◆ EXERCISE BRIEF
Give the total number of lines in the data below that include "return", and nothing else.

Stored data
--- --- ---

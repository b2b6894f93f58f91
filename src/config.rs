use config::{Config, ConfigError, Environment, File};
use serde::Deserialize;
use std::path::{Path, PathBuf};

use crate::fusion::WeightingPolicy;

/// Main configuration structure
#[derive(Debug, Clone, Deserialize)]
pub struct AppConfig {
    pub provider: ProviderConfig,
    pub storage: StorageConfig,
    pub tracker: TrackerConfig,
    pub fusion: FusionConfig,
    pub strength: StrengthConfig,
    #[serde(default)]
    pub logging: LoggingConfig,
}

#[derive(Debug, Clone, Deserialize)]
pub struct ProviderConfig {
    /// Upstream endpoint serving the on-sale period and match listing
    pub url: String,
    /// Total request timeout in seconds
    #[serde(default = "default_timeout_secs")]
    pub timeout_secs: u64,
    /// Skip TLS certificate verification for this client only
    #[serde(default)]
    pub accept_invalid_certs: bool,
    #[serde(default = "default_user_agent")]
    pub user_agent: String,
    #[serde(default)]
    pub referer: Option<String>,
}

fn default_timeout_secs() -> u64 {
    20
}

fn default_user_agent() -> String {
    "Mozilla/5.0 (Windows NT 10.0; Win64; x64) AppleWebKit/537.36 (KHTML, like Gecko) Chrome/120.0.0.0 Safari/537.36".to_string()
}

#[derive(Debug, Clone, Deserialize)]
pub struct StorageConfig {
    /// Root of the document namespace
    pub root_dir: PathBuf,
    /// Observation log key, relative to `root_dir`
    pub observation_log: String,
    /// Directory (relative to `root_dir`) holding per-period documents
    pub result_dir: String,
}

impl StorageConfig {
    /// Store key for a per-period document, e.g. `result/26027期_预测概率.json`
    pub fn period_key(&self, period_number: u64, suffix: &str) -> String {
        format!("{}/{}{}", self.result_dir, period_number, suffix)
    }
}

#[derive(Debug, Clone, Deserialize)]
pub struct TrackerConfig {
    /// Process exit code reported for a new period (2 = legacy, 1 = newer variant)
    pub new_period_exit_code: i32,
    /// Filename suffix scanned when no upstream signal is available
    pub local_scan_suffix: String,
}

#[derive(Debug, Clone, Deserialize)]
pub struct FusionConfig {
    pub weighting: WeightingPolicy,
    /// Factor applied to the basic source under `discounted_basic`
    pub basic_discount: f64,
    pub basic_suffix: String,
    pub advanced_suffix: String,
    pub auxiliary_suffix: String,
    pub output_suffix: String,
}

/// Common-opponent strength scoring. Output goes to `fusion.auxiliary_suffix`.
#[derive(Debug, Clone, Deserialize)]
pub struct StrengthConfig {
    /// Suffix of the head-to-head history documents read as input
    pub history_suffix: String,
    /// Weight lost per week of match age
    pub weekly_decay: f64,
}

#[derive(Debug, Clone, Deserialize, Default)]
pub struct LoggingConfig {
    /// Log level (trace, debug, info, warn, error)
    #[serde(default = "default_log_level")]
    pub level: String,
    /// Enable JSON formatted logs
    #[serde(default)]
    pub json: bool,
}

fn default_log_level() -> String {
    "info".to_string()
}

impl AppConfig {
    /// Load configuration from files and environment
    pub fn load() -> Result<Self, ConfigError> {
        Self::load_from("config")
    }

    /// Load configuration from a specific directory
    pub fn load_from<P: AsRef<Path>>(config_dir: P) -> Result<Self, ConfigError> {
        let config_dir = config_dir.as_ref();

        let builder = Self::with_defaults(Config::builder())?
            // Load default config file
            .add_source(File::from(config_dir.join("default.toml")).required(false))
            // Load environment-specific config (e.g., config/production.toml)
            .add_source(
                File::from(config_dir.join(
                    std::env::var("POOLCAST_ENV").unwrap_or_else(|_| "development".to_string()),
                ))
                .required(false),
            )
            // Override with environment variables (POOLCAST_FUSION__WEIGHTING, etc.)
            .add_source(
                Environment::with_prefix("POOLCAST")
                    .separator("__")
                    .try_parsing(true),
            );

        builder.build()?.try_deserialize()
    }

    fn with_defaults(
        builder: config::ConfigBuilder<config::builder::DefaultState>,
    ) -> Result<config::ConfigBuilder<config::builder::DefaultState>, ConfigError> {
        builder
            .set_default("provider.url", "https://ews.500.com/score/zq/info?vtype=sfc")?
            .set_default("provider.timeout_secs", 20)?
            .set_default("provider.accept_invalid_certs", false)?
            .set_default("provider.referer", "https://yllive-m.500.com/home/zq/sfc/cur")?
            .set_default("storage.root_dir", ".")?
            .set_default("storage.observation_log", "present.json")?
            .set_default("storage.result_dir", "result")?
            .set_default("tracker.new_period_exit_code", 2)?
            .set_default("tracker.local_scan_suffix", "期_历史交锋.json")?
            .set_default("fusion.weighting", "discounted_basic")?
            .set_default("fusion.basic_discount", 0.8)?
            .set_default("fusion.basic_suffix", "期_预测概率.json")?
            .set_default("fusion.advanced_suffix", "期_高级预测概率.json")?
            .set_default("fusion.auxiliary_suffix", "期_共同对手实力分.json")?
            .set_default("fusion.output_suffix", "期_融合预测.json")?
            .set_default("strength.history_suffix", "期_历史交锋.json")?
            .set_default("strength.weekly_decay", 0.01)?
            .set_default("logging.level", "info")?
            .set_default("logging.json", false)
    }

    /// Configuration with built-in defaults only
    pub fn default_config() -> Self {
        Self {
            provider: ProviderConfig {
                url: "https://ews.500.com/score/zq/info?vtype=sfc".to_string(),
                timeout_secs: default_timeout_secs(),
                accept_invalid_certs: false,
                user_agent: default_user_agent(),
                referer: Some("https://yllive-m.500.com/home/zq/sfc/cur".to_string()),
            },
            storage: StorageConfig {
                root_dir: PathBuf::from("."),
                observation_log: "present.json".to_string(),
                result_dir: "result".to_string(),
            },
            tracker: TrackerConfig {
                new_period_exit_code: 2,
                local_scan_suffix: "期_历史交锋.json".to_string(),
            },
            fusion: FusionConfig {
                weighting: WeightingPolicy::DiscountedBasic,
                basic_discount: crate::fusion::DEFAULT_BASIC_DISCOUNT,
                basic_suffix: "期_预测概率.json".to_string(),
                advanced_suffix: "期_高级预测概率.json".to_string(),
                auxiliary_suffix: "期_共同对手实力分.json".to_string(),
                output_suffix: "期_融合预测.json".to_string(),
            },
            strength: StrengthConfig {
                history_suffix: "期_历史交锋.json".to_string(),
                weekly_decay: crate::strength::DEFAULT_WEEKLY_DECAY,
            },
            logging: LoggingConfig::default(),
        }
    }

    /// Validate configuration values
    pub fn validate(&self) -> Result<(), Vec<String>> {
        let mut errors = Vec::new();

        if self.provider.timeout_secs == 0 {
            errors.push("provider.timeout_secs must be positive".to_string());
        }

        if !matches!(self.tracker.new_period_exit_code, 1 | 2) {
            errors.push(format!(
                "tracker.new_period_exit_code must be 1 or 2, got {}",
                self.tracker.new_period_exit_code
            ));
        }

        let discount = self.fusion.basic_discount;
        if !discount.is_finite() || discount <= 0.0 || discount > 1.0 {
            errors.push(format!(
                "fusion.basic_discount must be in (0, 1], got {discount}"
            ));
        }

        let decay = self.strength.weekly_decay;
        if !decay.is_finite() || decay < 0.0 {
            errors.push(format!("strength.weekly_decay must be >= 0, got {decay}"));
        }

        let suffixes = [
            ("tracker.local_scan_suffix", &self.tracker.local_scan_suffix),
            ("fusion.basic_suffix", &self.fusion.basic_suffix),
            ("fusion.advanced_suffix", &self.fusion.advanced_suffix),
            ("fusion.auxiliary_suffix", &self.fusion.auxiliary_suffix),
            ("fusion.output_suffix", &self.fusion.output_suffix),
            ("strength.history_suffix", &self.strength.history_suffix),
        ];
        for (name, value) in suffixes {
            if value.trim().is_empty() {
                errors.push(format!("{name} must not be empty"));
            }
        }

        if self.storage.observation_log.trim().is_empty() {
            errors.push("storage.observation_log must not be empty".to_string());
        }

        if errors.is_empty() {
            Ok(())
        } else {
            Err(errors)
        }
    }
}
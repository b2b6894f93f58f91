//! Orchestration glue between adapters and the core components

pub mod fusion_job;
pub mod period_select;
pub mod period_watch;
pub mod strength_job;

pub use fusion_job::{FusionJob, FusionJobOutput};
pub use period_select::resolve_period;
pub use period_watch::run_period_check;
pub use strength_job::{StrengthJob, StrengthJobOutput};
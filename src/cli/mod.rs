pub mod commands;
pub mod runtime;

pub use commands::{run_check, run_current, run_fuse, run_listing, run_strength, show_log};
pub use runtime::{Cli, Commands};
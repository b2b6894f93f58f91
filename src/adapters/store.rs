//! JSON document store
//!
//! Documents are addressed by slash-separated keys relative to a root, e.g.
//! `present.json` or `result/26027期_预测概率.json`.

use serde_json::Value;
use std::collections::BTreeMap;
use std::io::ErrorKind;
use std::path::{Path, PathBuf};
use std::sync::Mutex;
use tracing::debug;

use crate::domain::extract_period_number;
use crate::error::{PoolcastError, Result};

pub trait DocumentStore: Send + Sync {
    /// Read a document. `Ok(None)` when the key does not exist.
    fn read(&self, key: &str) -> Result<Option<Value>>;

    /// Write a document, creating parent namespaces as needed
    fn write(&self, key: &str, document: &Value) -> Result<()>;

    /// Keys directly under `prefix` (empty string = root)
    fn list(&self, prefix: &str) -> Result<Vec<String>>;

    /// Human-readable location of a key, for logs and report metadata
    fn locate(&self, key: &str) -> String {
        key.to_string()
    }
}

/// Highest period number among `{prefix}/{number}{suffix}` keys
pub fn highest_local_period<S: DocumentStore + ?Sized>(
    store: &S,
    prefix: &str,
    suffix: &str,
) -> Result<Option<u64>> {
    let highest = store
        .list(prefix)?
        .iter()
        .filter_map(|key| {
            let name = key.rsplit('/').next().unwrap_or(key);
            let head = name.strip_suffix(suffix)?;
            if head.is_empty() || !head.chars().all(|c| c.is_ascii_digit()) {
                return None;
            }
            Some(extract_period_number(Some(head)))
        })
        .filter(|n| *n > 0)
        .max();

    Ok(highest)
}

/// Filesystem-backed store writing pretty-printed UTF-8 JSON
#[derive(Debug, Clone)]
pub struct FsDocumentStore {
    root: PathBuf,
}

impl FsDocumentStore {
    pub fn new(root: impl Into<PathBuf>) -> Self {
        Self { root: root.into() }
    }

    pub fn root(&self) -> &Path {
        &self.root
    }

    fn path_for(&self, key: &str) -> PathBuf {
        key.split('/')
            .filter(|part| !part.is_empty())
            .fold(self.root.clone(), |path, part| path.join(part))
    }
}

impl DocumentStore for FsDocumentStore {
    fn read(&self, key: &str) -> Result<Option<Value>> {
        let path = self.path_for(key);
        let bytes = match std::fs::read(&path) {
            Ok(bytes) => bytes,
            Err(e) if e.kind() == ErrorKind::NotFound => return Ok(None),
            Err(e) => return Err(e.into()),
        };

        // Invalid UTF-8 surfaces as a decode error, same as malformed JSON
        let value = serde_json::from_slice(&bytes)?;
        Ok(Some(value))
    }

    fn write(&self, key: &str, document: &Value) -> Result<()> {
        let path = self.path_for(key);
        if let Some(parent) = path.parent() {
            std::fs::create_dir_all(parent)?;
        }

        let content = serde_json::to_string_pretty(document)?;
        std::fs::write(&path, content)?;
        debug!(path = %path.display(), "wrote document");
        Ok(())
    }

    fn list(&self, prefix: &str) -> Result<Vec<String>> {
        let dir = self.path_for(prefix);
        let entries = match std::fs::read_dir(&dir) {
            Ok(entries) => entries,
            Err(e) if e.kind() == ErrorKind::NotFound => return Ok(Vec::new()),
            Err(e) => return Err(e.into()),
        };

        let mut keys = Vec::new();
        for entry in entries.flatten() {
            if !entry.path().is_file() {
                continue;
            }
            let name = entry.file_name().to_string_lossy().into_owned();
            keys.push(join_key(prefix, &name));
        }
        keys.sort();
        Ok(keys)
    }

    fn locate(&self, key: &str) -> String {
        self.path_for(key).display().to_string()
    }
}

/// In-process store, used by tests and dry runs
#[derive(Debug, Default)]
pub struct InMemoryDocumentStore {
    docs: Mutex<BTreeMap<String, Value>>,
}

impl InMemoryDocumentStore {
    pub fn new() -> Self {
        Self::default()
    }

    pub fn with_document(self, key: &str, document: Value) -> Self {
        if let Ok(mut docs) = self.docs.lock() {
            docs.insert(key.to_string(), document);
        }
        self
    }

    fn docs(&self) -> Result<std::sync::MutexGuard<'_, BTreeMap<String, Value>>> {
        self.docs
            .lock()
            .map_err(|_| PoolcastError::Internal("document store lock poisoned".into()))
    }
}

impl DocumentStore for InMemoryDocumentStore {
    fn read(&self, key: &str) -> Result<Option<Value>> {
        Ok(self.docs()?.get(key).cloned())
    }

    fn write(&self, key: &str, document: &Value) -> Result<()> {
        self.docs()?.insert(key.to_string(), document.clone());
        Ok(())
    }

    fn list(&self, prefix: &str) -> Result<Vec<String>> {
        let prefix = prefix.trim_matches('/');
        let keys = self
            .docs()?
            .keys()
            .filter(|key| match key.rsplit_once('/') {
                Some((dir, _)) => dir == prefix,
                None => prefix.is_empty(),
            })
            .cloned()
            .collect();
        Ok(keys)
    }
}

fn join_key(prefix: &str, name: &str) -> String {
    let prefix = prefix.trim_matches('/');
    if prefix.is_empty() {
        name.to_string()
    } else {
        format!("{prefix}/{name}")
    }
}
//! Choosing which period a batch job works on

use tracing::info;

use crate::adapters::{highest_local_period, DocumentStore};
use crate::domain::extract_period_number;
use crate::error::{PoolcastError, Result};
use crate::tracker::PeriodTracker;

/// Pick the period to process.
///
/// Order: explicit argument, then the tracker's last recorded period, then
/// the highest `{number}{suffix}` document under `result_dir`.
pub fn resolve_period(
    store: &dyn DocumentStore,
    result_dir: &str,
    suffix: &str,
    explicit: Option<&str>,
    tracker: Option<&PeriodTracker>,
) -> Result<u64> {
    if let Some(raw) = explicit {
        return match extract_period_number(Some(raw)) {
            0 => Err(PoolcastError::Validation(format!("invalid period '{raw}'"))),
            n => Ok(n),
        };
    }

    if let Some(n) = tracker
        .and_then(PeriodTracker::last_recorded_period)
        .map(|p| extract_period_number(Some(&p)))
        .filter(|n| *n > 0)
    {
        info!(period = n, "using last recorded period");
        return Ok(n);
    }

    match highest_local_period(store, result_dir, suffix)? {
        Some(n) => {
            info!(period = n, suffix, "using latest local period");
            Ok(n)
        }
        None => Err(PoolcastError::MissingInput(
            "no period given, recorded, or found on disk".to_string(),
        )),
    }
}
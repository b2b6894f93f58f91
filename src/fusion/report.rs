//! Fusion output document

use chrono::{DateTime, Utc};
use serde::{Deserialize, Serialize};

use super::engine::{FusionEngine, FusionRun, FusionWarning, SourceRole};
use crate::domain::{FusedMatchResult, Outcome};

/// Identifiers of the documents that fed a run
#[derive(Debug, Clone, PartialEq, Eq, Serialize, Deserialize)]
pub struct SourceIds {
    pub basic: String,
    pub advanced: String,
    #[serde(default, skip_serializing_if = "Option::is_none")]
    pub auxiliary: Option<String>,
}

/// Output document for one period
#[derive(Debug, Clone, Serialize, Deserialize)]
pub struct FusionReport {
    pub period: String,
    pub period_number: u64,
    pub generated_at: DateTime<Utc>,
    pub sources: SourceIds,
    pub weighting: String,
    pub basic_discount: f64,
    pub matches: Vec<FusedMatchResult>,
    #[serde(default, skip_serializing_if = "Vec::is_empty")]
    pub warnings: Vec<FusionWarning>,
}

impl FusionReport {
    pub fn new(
        period: impl Into<String>,
        sources: SourceIds,
        engine: &FusionEngine,
        run: FusionRun,
    ) -> Self {
        let period = period.into();
        let period_number = crate::domain::extract_period_number(Some(&period));
        Self {
            period,
            period_number,
            generated_at: Utc::now(),
            sources,
            weighting: engine.policy().label().to_string(),
            basic_discount: engine.basic_discount(),
            matches: run.results,
            warnings: run.warnings,
        }
    }

    /// Ticket line in match order, e.g. `3103...`
    pub fn ticket(&self) -> String {
        self.matches.iter().map(|m| m.outcome.ticket_symbol()).collect()
    }

    pub fn count_outcome(&self, outcome: Outcome) -> usize {
        self.matches.iter().filter(|m| m.outcome == outcome).count()
    }

    /// Matches skipped because a mandatory source lacked them
    pub fn skipped_matches(&self) -> Vec<&str> {
        self.warnings
            .iter()
            .filter_map(|w| match w {
                FusionWarning::UnmatchedRecord {
                    match_id,
                    missing_from: SourceRole::Advanced,
                } => Some(match_id.as_str()),
                _ => None,
            })
            .collect()
    }
}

--- --- ---

◆ RESPONSE AREA
7